● Assignment:
From the records below, extract only the lines running from the line with "Utc::now().to_rfc3339()" to the line with "let api_token = require_env(API_TOKEN_ENV)?;", both lines included, reproducing them exactly.

(Records contained in a dataset)
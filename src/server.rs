//! HTTP control surface.
//!
//! Lets an operator trigger and watch sync runs and correct or remove single
//! listings without shell access.
//!
//! # Endpoints
//!
//! | Method | Path | Description |
//! |--------|------|-------------|
//! | `GET`  | `/health` | Health check (no auth) |
//! | `GET`  | `/sync/status` | Current or last sync run |
//! | `POST` | `/sync/start` | Start a run: `{"mode": "incremental"}` |
//! | `GET`  | `/listings/{id}` | One listing with its images |
//! | `PATCH`| `/listings/{id}` | Partial field update, `null` clears |
//! | `POST` | `/listings/{id}/delete` | Tombstone, clean media, delete |
//!
//! Every route except `/health` requires `Authorization: Bearer <token>`
//! with the token from `ESTATE_API_TOKEN`. With the `fs` storage backend the
//! stored photos are also served, without auth, under `/media`.
//!
//! # Error Contract
//!
//! ```json
//! { "error": { "code": "not_found", "message": "listing not found: 0b6f..." } }
//! ```
//!
//! Error codes: `bad_request` (400), `unauthorized` (401), `not_found` (404),
//! `internal` (500). A start request while a run is in progress gets `409`
//! with the running status as body.

use axum::{
    extract::{Path, State},
    http::{header, HeaderMap, StatusCode},
    response::{IntoResponse, Response},
    routing::{get, post},
    Json, Router,
};
use chrono::Utc;
use serde::{Deserialize, Serialize};
use std::sync::Arc;
use tokio::sync::Mutex;
use tower_http::cors::{Any, CorsLayer};
use tower_http::services::ServeDir;
use tracing::{error, info, warn};

use crate::config::{require_env, Config, API_TOKEN_ENV};
use crate::extract::{self, ExtractionReport};
use crate::ingest::{self, SyncEngine, SyncReport};
use crate::listings::{self, ListingError, ListingUpdate};
use crate::models::{Listing, SyncMode};

/// Snapshot of the sync state machine: `idle -> running(mode) -> {success, error}`.
#[derive(Debug, Clone, Default, Serialize)]
pub struct SyncStatus {
    pub running: bool,
    pub mode: Option<SyncMode>,
    pub started_at: Option<String>,
    pub finished_at: Option<String>,
    pub last_error: Option<String>,
    /// `"success"` or `"error"` once a run has finished.
    pub last_exit: Option<String>,
    pub last_report: Option<SyncReport>,
    pub last_extraction: Option<ExtractionReport>,
}

/// Runs at most one sync at a time in the background.
pub struct SyncController {
    engine: Arc<SyncEngine>,
    status: Arc<Mutex<SyncStatus>>,
}

impl SyncController {
    pub fn new(engine: SyncEngine) -> Self {
        Self {
            engine: Arc::new(engine),
            status: Arc::new(Mutex::new(SyncStatus::default())),
        }
    }

    pub fn engine(&self) -> &SyncEngine {
        &self.engine
    }

    pub async fn status(&self) -> SyncStatus {
        self.status.lock().await.clone()
    }

    /// Start a run. Returns the current status unchanged as `Err` when a run
    /// is already in progress.
    pub async fn start(&self, mode: SyncMode) -> Result<SyncStatus, SyncStatus> {
        let mut status = self.status.lock().await;
        if status.running {
            return Err(status.clone());
        }
        status.running = true;
        status.mode = Some(mode);
        status.started_at = Some(now_iso());
        status.finished_at = None;
        let snapshot = status.clone();
        drop(status);

        info!(%mode, "sync run started");
        let engine = self.engine.clone();
        let shared = self.status.clone();
        tokio::spawn(async move {
            // The run gets its own task so a panic surfaces as a `JoinError`
            // here instead of leaving the status stuck at `running`.
            let outcome = match tokio::spawn(async move { execute(&engine, mode).await }).await {
                Ok(outcome) => outcome,
                Err(e) => Err((None, format!("sync run aborted: {}", e))),
            };
            let mut status = shared.lock().await;
            status.running = false;
            status.finished_at = Some(now_iso());
            match outcome {
                Ok((report, extraction)) => {
                    info!(%mode, processed = report.processed, "sync run finished");
                    status.last_exit = Some("success".to_string());
                    status.last_error = None;
                    status.last_report = Some(report);
                    status.last_extraction = extraction;
                }
                Err((report, message)) => {
                    error!(%mode, error = %message, "sync run failed");
                    status.last_exit = Some("error".to_string());
                    status.last_error = Some(message);
                    status.last_report = report;
                    status.last_extraction = None;
                }
            }
        });

        Ok(snapshot)
    }
}

type RunOutcome = Result<(SyncReport, Option<ExtractionReport>), (Option<SyncReport>, String)>;

async fn execute(engine: &SyncEngine, mode: SyncMode) -> RunOutcome {
    let report = engine.run(mode).await.map_err(|e| (None, e.to_string()))?;
    if !engine.config().sync.extract_after_sync {
        return Ok((report, None));
    }
    match extract::extract_after_sync(engine.pool(), &engine.config().extraction, &report).await {
        Ok(extraction) => Ok((report, extraction)),
        Err(e) => Err((Some(report), format!("extraction failed: {:#}", e))),
    }
}

fn now_iso() -> String {
    Utc::now().to_rfc3339()
}

/// Shared state handed to every route handler.
#[derive(Clone)]
pub struct AppState {
    controller: Arc<SyncController>,
    api_token: Arc<str>,
}

impl AppState {
    pub fn new(engine: SyncEngine, api_token: &str) -> Self {
        Self {
            controller: Arc::new(SyncController::new(engine)),
            api_token: Arc::from(api_token),
        }
    }

    pub fn controller(&self) -> &SyncController {
        &self.controller
    }
}

/// The control-surface routes, without binding a listener.
pub fn router(state: AppState) -> Router {
    let cors = CorsLayer::new()
        .allow_origin(Any)
        .allow_methods(Any)
        .allow_headers(Any);

    Router::new()
        .route("/health", get(handle_health))
        .route("/sync/status", get(handle_sync_status))
        .route("/sync/start", post(handle_sync_start))
        .route("/listings/{id}", get(handle_get_listing).patch(handle_patch_listing))
        .route("/listings/{id}/delete", post(handle_delete_listing))
        .layer(cors)
        .with_state(state)
}

/// Start the control surface on `[server].bind`. Runs until the process is
/// terminated.
pub async fn run_server(config: &Config) -> anyhow::Result<()> {
    let api_token = require_env(API_TOKEN_ENV)?;
    let engine = ingest::engine_from_config(config).await?;
    let mut app = router(AppState::new(engine, &api_token));
    if config.storage.backend == "fs" {
        if let Some(ref root) = config.storage.root {
            app = app.nest_service("/media", ServeDir::new(root));
        }
    }

    let bind_addr = config.server.bind.clone();
    println!("Control surface listening on http://{}", bind_addr);

    let listener = tokio::net::TcpListener::bind(&bind_addr).await?;
    axum::serve(listener, app).await?;

    Ok(())
}

// ============ Error response ============

#[derive(Serialize)]
struct ErrorBody {
    error: ErrorDetail,
}

#[derive(Serialize)]
struct ErrorDetail {
    code: String,
    message: String,
}

struct AppError {
    status: StatusCode,
    code: &'static str,
    message: String,
}

impl IntoResponse for AppError {
    fn into_response(self) -> Response {
        let body = ErrorBody {
            error: ErrorDetail {
                code: self.code.to_string(),
                message: self.message,
            },
        };
        (self.status, Json(body)).into_response()
    }
}

impl AppError {
    fn new(status: StatusCode, code: &'static str, message: impl Into<String>) -> Self {
        Self {
            status,
            code,
            message: message.into(),
        }
    }
}

impl From<ListingError> for AppError {
    fn from(err: ListingError) -> Self {
        match err {
            ListingError::NotFound(_) => {
                AppError::new(StatusCode::NOT_FOUND, "not_found", err.to_string())
            }
            ListingError::Invalid { .. } => {
                AppError::new(StatusCode::BAD_REQUEST, "bad_request", err.to_string())
            }
            ListingError::Catalog(ref e) => {
                error!(error = %e, "catalog error");
                AppError::new(StatusCode::INTERNAL_SERVER_ERROR, "internal", "catalog error")
            }
        }
    }
}

/// Reject requests without the configured bearer token.
fn authorize(state: &AppState, headers: &HeaderMap) -> Result<(), AppError> {
    let presented = headers
        .get(header::AUTHORIZATION)
        .and_then(|v| v.to_str().ok())
        .and_then(|v| v.strip_prefix("Bearer "))
        .map(str::trim);
    match presented {
        Some(token) if !token.is_empty() && token == &*state.api_token => Ok(()),
        _ => {
            warn!("rejected request with missing or invalid token");
            Err(AppError::new(
                StatusCode::UNAUTHORIZED,
                "unauthorized",
                "missing or invalid bearer token",
            ))
        }
    }
}

// ============ GET /health ============

#[derive(Serialize)]
struct HealthResponse {
    status: String,
    version: String,
}

async fn handle_health() -> Json<HealthResponse> {
    Json(HealthResponse {
        status: "ok".to_string(),
        version: env!("CARGO_PKG_VERSION").to_string(),
    })
}

// ============ /sync ============

async fn handle_sync_status(
    State(state): State<AppState>,
    headers: HeaderMap,
) -> Result<Json<SyncStatus>, AppError> {
    authorize(&state, &headers)?;
    Ok(Json(state.controller.status().await))
}

#[derive(Deserialize)]
struct StartRequest {
    mode: SyncMode,
}

/// `202` with the new status, or `409` with the running one.
async fn handle_sync_start(
    State(state): State<AppState>,
    headers: HeaderMap,
    Json(request): Json<StartRequest>,
) -> Result<Response, AppError> {
    authorize(&state, &headers)?;
    match state.controller.start(request.mode).await {
        Ok(status) => Ok((StatusCode::ACCEPTED, Json(status)).into_response()),
        Err(running) => Ok((StatusCode::CONFLICT, Json(running)).into_response()),
    }
}

// ============ /listings ============

async fn handle_get_listing(
    State(state): State<AppState>,
    headers: HeaderMap,
    Path(id): Path<String>,
) -> Result<Json<Listing>, AppError> {
    authorize(&state, &headers)?;
    let listing = listings::get_listing(state.controller.engine().pool(), &id).await?;
    Ok(Json(listing))
}

async fn handle_patch_listing(
    State(state): State<AppState>,
    headers: HeaderMap,
    Path(id): Path<String>,
    Json(update): Json<ListingUpdate>,
) -> Result<Json<Listing>, AppError> {
    authorize(&state, &headers)?;
    let listing = listings::update_listing(state.controller.engine().pool(), &id, &update).await?;
    Ok(Json(listing))
}

#[derive(Deserialize, Default)]
struct DeleteRequest {
    reason: Option<String>,
}

#[derive(Serialize)]
struct DeleteResponse {
    deleted: String,
}

async fn handle_delete_listing(
    State(state): State<AppState>,
    headers: HeaderMap,
    Path(id): Path<String>,
    body: Option<Json<DeleteRequest>>,
) -> Result<Json<DeleteResponse>, AppError> {
    authorize(&state, &headers)?;
    let request = body.map(|Json(r)| r).unwrap_or_default();
    let engine = state.controller.engine();
    listings::delete_listing(
        engine.pool(),
        engine.store().as_ref(),
        &id,
        request.reason.as_deref(),
        Some("api"),
    )
    .await?;
    Ok(Json(DeleteResponse { deleted: id }))
}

● Your solution:
    Utc::now().to_rfc3339()
}

/// Shared state handed to every route handler.
#[derive(Clone)]
pub struct AppState {
    controller: Arc<SyncController>,
    api_token: Arc<str>,
}

impl AppState {
    pub fn new(engine: SyncEngine, api_token: &str) -> Self {
        Self {
            controller: Arc::new(SyncController::new(engine)),
            api_token: Arc::from(api_token),
        }
    }

    pub fn controller(&self) -> &SyncController {
        &self.controller
    }
}

/// The control-surface routes, without binding a listener.
pub fn router(state: AppState) -> Router {
    let cors = CorsLayer::new()
        .allow_origin(Any)
        .allow_methods(Any)
        .allow_headers(Any);

    Router::new()
        .route("/health", get(handle_health))
        .route("/sync/status", get(handle_sync_status))
        .route("/sync/start", post(handle_sync_start))
        .route("/listings/{id}", get(handle_get_listing).patch(handle_patch_listing))
        .route("/listings/{id}/delete", post(handle_delete_listing))
        .layer(cors)
        .with_state(state)
}

/// Start the control surface on `[server].bind`. Runs until the process is
/// terminated.
pub async fn run_server(config: &Config) -> anyhow::Result<()> {
    let api_token = require_env(API_TOKEN_ENV)?;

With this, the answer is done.